- _Supplied data_:
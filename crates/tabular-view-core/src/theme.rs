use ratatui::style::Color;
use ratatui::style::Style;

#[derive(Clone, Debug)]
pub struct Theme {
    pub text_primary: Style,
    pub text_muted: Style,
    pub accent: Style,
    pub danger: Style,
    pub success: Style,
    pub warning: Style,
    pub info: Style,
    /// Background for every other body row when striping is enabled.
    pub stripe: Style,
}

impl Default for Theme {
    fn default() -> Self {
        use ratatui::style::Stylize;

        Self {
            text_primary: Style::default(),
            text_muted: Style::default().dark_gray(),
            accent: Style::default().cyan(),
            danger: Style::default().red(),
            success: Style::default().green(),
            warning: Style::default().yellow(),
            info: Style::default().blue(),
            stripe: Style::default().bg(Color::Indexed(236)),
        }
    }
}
--
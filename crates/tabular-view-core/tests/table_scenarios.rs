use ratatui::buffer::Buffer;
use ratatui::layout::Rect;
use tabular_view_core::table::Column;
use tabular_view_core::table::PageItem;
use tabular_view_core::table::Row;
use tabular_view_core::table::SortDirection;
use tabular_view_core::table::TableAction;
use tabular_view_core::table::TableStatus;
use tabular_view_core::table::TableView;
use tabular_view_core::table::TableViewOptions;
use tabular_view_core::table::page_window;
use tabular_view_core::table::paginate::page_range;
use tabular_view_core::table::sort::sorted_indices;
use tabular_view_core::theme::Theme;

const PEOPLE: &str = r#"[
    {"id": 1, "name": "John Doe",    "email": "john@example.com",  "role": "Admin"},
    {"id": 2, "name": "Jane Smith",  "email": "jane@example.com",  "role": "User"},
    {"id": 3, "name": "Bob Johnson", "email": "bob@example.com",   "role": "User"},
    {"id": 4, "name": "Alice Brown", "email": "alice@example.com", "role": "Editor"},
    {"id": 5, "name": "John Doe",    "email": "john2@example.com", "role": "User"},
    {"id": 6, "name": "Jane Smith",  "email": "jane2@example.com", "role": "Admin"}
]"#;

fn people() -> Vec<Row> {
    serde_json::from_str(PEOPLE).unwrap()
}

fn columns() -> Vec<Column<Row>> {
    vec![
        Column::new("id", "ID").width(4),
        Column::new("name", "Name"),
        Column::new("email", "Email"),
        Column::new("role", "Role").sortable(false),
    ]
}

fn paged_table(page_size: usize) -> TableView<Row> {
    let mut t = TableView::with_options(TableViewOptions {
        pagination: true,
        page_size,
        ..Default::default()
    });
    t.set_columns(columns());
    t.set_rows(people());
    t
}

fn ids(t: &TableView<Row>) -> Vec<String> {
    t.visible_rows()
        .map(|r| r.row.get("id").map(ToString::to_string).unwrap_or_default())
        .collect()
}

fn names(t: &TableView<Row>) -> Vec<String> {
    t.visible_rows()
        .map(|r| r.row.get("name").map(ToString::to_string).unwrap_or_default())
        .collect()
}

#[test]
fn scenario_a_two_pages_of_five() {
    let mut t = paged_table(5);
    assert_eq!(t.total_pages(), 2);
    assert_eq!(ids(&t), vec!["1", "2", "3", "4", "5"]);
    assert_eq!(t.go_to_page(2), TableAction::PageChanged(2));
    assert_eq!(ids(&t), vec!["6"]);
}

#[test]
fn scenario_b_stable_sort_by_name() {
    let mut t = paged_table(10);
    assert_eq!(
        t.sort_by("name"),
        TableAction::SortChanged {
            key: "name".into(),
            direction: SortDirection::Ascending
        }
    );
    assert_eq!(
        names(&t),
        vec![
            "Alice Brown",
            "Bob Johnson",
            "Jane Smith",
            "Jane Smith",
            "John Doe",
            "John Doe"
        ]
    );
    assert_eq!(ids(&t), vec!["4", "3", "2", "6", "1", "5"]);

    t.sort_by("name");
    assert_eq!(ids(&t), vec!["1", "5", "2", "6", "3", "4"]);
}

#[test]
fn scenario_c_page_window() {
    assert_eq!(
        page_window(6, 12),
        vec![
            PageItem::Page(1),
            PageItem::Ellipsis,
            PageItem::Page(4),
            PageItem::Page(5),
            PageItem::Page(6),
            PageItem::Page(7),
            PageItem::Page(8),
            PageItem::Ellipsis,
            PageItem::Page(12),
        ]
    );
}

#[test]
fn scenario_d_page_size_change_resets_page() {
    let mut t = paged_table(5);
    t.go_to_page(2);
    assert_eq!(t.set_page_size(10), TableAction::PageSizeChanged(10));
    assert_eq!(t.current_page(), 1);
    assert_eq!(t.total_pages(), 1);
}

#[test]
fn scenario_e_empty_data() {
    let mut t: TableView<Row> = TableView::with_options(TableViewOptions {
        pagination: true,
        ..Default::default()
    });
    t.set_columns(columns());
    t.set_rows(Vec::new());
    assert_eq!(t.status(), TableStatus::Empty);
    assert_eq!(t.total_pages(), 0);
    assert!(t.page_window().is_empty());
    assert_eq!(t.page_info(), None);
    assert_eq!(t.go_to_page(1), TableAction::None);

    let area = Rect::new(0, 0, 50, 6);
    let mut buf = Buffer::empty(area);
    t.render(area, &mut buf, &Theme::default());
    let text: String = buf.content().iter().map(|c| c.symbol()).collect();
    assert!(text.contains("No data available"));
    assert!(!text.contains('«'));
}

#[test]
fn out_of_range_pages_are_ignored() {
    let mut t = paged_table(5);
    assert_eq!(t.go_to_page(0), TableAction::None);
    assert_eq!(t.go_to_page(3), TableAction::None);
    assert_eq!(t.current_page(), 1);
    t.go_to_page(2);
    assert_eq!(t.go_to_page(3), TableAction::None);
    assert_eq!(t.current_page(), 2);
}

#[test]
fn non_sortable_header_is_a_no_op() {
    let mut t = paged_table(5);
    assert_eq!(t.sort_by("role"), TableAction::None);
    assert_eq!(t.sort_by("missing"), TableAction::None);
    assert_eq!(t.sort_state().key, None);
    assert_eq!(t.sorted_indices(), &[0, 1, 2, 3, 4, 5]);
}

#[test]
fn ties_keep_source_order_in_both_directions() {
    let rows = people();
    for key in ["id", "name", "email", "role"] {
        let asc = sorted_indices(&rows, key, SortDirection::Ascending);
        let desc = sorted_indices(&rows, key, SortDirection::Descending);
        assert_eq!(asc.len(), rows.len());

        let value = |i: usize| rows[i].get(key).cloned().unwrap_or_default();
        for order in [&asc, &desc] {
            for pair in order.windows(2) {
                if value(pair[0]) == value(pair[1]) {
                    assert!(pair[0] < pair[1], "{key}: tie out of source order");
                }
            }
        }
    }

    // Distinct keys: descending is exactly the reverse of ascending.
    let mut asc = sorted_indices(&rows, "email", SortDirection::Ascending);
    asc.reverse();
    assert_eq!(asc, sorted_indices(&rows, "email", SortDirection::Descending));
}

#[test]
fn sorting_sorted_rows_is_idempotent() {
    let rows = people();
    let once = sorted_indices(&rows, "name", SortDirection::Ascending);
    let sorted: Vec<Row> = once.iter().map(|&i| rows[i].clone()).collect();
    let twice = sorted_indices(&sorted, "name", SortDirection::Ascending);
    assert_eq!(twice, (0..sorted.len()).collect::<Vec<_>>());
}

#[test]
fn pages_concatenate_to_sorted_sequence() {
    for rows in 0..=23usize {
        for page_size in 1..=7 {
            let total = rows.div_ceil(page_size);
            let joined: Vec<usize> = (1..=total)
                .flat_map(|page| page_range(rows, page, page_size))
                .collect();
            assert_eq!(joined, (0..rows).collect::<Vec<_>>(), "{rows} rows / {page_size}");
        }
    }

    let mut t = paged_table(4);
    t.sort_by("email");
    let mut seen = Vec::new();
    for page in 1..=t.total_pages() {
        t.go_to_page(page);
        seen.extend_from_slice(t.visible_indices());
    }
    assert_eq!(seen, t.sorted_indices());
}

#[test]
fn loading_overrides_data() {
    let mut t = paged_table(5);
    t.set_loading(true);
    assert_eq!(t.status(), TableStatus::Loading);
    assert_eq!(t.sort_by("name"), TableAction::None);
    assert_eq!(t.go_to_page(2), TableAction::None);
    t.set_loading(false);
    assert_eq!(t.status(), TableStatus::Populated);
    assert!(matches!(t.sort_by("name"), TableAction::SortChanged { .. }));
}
==
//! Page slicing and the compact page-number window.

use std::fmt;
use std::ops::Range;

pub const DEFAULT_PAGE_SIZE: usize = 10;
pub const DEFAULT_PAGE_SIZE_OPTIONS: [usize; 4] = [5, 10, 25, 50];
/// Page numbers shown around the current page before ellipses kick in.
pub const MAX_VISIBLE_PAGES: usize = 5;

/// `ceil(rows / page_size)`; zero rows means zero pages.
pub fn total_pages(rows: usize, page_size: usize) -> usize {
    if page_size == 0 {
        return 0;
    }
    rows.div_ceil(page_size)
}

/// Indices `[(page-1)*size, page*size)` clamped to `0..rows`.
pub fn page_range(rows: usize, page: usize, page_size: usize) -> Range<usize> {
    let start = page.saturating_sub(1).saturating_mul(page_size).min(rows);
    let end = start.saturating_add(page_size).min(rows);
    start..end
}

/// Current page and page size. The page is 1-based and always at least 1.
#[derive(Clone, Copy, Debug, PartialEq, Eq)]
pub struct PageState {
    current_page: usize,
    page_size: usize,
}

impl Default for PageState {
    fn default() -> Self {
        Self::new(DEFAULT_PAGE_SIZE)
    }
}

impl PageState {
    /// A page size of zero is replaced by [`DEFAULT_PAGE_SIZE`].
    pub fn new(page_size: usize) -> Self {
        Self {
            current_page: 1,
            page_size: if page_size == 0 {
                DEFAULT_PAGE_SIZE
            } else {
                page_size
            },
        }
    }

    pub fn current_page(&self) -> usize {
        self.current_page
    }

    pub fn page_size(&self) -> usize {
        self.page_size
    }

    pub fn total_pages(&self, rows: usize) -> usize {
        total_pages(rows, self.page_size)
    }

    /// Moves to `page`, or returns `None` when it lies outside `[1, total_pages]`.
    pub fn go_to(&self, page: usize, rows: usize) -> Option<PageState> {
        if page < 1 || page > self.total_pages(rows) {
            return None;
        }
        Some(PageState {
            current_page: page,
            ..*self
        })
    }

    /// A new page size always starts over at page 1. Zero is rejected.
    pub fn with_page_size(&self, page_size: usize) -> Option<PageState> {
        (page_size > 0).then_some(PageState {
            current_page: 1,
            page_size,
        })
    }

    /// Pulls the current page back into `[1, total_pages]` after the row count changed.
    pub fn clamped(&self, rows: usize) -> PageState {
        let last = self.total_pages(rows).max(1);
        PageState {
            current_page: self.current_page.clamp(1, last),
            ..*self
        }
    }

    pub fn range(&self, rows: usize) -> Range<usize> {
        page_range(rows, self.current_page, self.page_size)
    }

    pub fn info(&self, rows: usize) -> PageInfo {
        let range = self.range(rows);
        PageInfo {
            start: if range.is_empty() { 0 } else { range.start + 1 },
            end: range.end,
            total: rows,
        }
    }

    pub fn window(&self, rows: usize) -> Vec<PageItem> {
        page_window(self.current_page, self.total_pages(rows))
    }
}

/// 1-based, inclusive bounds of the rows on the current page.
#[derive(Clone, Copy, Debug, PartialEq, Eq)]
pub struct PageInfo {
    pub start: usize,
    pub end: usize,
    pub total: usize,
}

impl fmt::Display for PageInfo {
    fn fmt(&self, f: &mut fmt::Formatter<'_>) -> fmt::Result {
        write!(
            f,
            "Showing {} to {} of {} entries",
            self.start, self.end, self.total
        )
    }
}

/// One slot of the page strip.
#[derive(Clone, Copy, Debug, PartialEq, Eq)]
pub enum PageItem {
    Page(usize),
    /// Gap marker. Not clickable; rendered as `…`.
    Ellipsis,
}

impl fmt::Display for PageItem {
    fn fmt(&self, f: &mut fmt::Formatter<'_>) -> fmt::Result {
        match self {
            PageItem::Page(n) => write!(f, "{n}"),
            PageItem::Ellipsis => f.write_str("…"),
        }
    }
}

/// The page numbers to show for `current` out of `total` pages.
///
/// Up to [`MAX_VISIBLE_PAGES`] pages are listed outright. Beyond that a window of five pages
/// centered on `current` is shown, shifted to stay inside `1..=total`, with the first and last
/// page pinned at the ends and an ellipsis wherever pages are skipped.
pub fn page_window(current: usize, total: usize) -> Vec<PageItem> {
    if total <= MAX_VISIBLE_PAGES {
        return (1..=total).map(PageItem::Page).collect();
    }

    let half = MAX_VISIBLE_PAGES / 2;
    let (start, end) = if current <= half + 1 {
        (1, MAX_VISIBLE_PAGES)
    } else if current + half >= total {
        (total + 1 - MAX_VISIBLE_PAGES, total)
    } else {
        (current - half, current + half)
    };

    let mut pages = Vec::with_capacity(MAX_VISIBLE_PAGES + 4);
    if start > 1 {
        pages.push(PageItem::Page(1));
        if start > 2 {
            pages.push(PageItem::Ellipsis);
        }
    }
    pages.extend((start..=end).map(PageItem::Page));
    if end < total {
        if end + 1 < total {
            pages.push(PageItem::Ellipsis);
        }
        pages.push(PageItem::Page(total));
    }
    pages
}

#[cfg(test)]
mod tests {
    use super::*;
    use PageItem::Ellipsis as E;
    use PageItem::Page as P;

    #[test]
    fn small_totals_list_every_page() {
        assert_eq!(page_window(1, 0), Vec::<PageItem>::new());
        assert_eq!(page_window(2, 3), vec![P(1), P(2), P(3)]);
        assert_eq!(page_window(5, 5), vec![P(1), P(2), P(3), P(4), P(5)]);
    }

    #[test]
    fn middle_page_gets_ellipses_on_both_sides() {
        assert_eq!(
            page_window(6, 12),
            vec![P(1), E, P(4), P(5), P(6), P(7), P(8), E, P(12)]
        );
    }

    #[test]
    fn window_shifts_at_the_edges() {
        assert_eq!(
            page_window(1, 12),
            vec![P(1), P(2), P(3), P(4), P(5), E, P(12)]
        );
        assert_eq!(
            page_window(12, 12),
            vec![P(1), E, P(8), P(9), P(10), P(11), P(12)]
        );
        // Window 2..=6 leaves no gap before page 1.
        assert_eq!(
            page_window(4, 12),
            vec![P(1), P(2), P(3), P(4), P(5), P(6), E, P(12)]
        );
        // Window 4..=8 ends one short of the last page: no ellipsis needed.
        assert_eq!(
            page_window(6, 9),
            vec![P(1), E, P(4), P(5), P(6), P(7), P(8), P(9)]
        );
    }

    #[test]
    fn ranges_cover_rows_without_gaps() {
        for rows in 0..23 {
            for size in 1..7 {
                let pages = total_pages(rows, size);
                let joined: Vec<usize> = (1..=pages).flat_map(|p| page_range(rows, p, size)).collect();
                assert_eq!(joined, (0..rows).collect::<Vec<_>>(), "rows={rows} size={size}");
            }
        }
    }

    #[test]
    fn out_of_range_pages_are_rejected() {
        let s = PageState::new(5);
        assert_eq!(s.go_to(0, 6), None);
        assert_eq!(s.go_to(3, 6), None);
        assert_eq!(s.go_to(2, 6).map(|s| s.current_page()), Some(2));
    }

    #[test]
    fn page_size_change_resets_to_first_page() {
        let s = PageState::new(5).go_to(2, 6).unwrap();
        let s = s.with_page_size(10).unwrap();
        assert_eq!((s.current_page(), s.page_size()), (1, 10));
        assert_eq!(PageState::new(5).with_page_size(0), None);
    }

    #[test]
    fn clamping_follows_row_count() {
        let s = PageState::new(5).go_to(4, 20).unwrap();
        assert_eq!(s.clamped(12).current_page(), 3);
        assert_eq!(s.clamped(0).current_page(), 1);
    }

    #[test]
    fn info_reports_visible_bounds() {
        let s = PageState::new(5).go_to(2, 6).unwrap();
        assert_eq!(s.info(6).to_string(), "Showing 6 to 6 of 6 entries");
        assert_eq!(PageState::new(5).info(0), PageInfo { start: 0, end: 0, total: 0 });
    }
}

- _Task details_: Lines wanted from the listing above: the line with "use tabular_view_core::table::SortDirection;" up to and including the line with "use tabular_view_core::table::sort::sorted_indices;". Please write them out exactly, adding nothing else.

- _Result_:
use tabular_view_core::table::SortDirection;
use tabular_view_core::table::TableAction;
use tabular_view_core::table::TableStatus;
use tabular_view_core::table::TableView;
use tabular_view_core::table::TableViewOptions;
use tabular_view_core::table::page_window;
use tabular_view_core::table::paginate::page_range;
use tabular_view_core::table::sort::sorted_indices;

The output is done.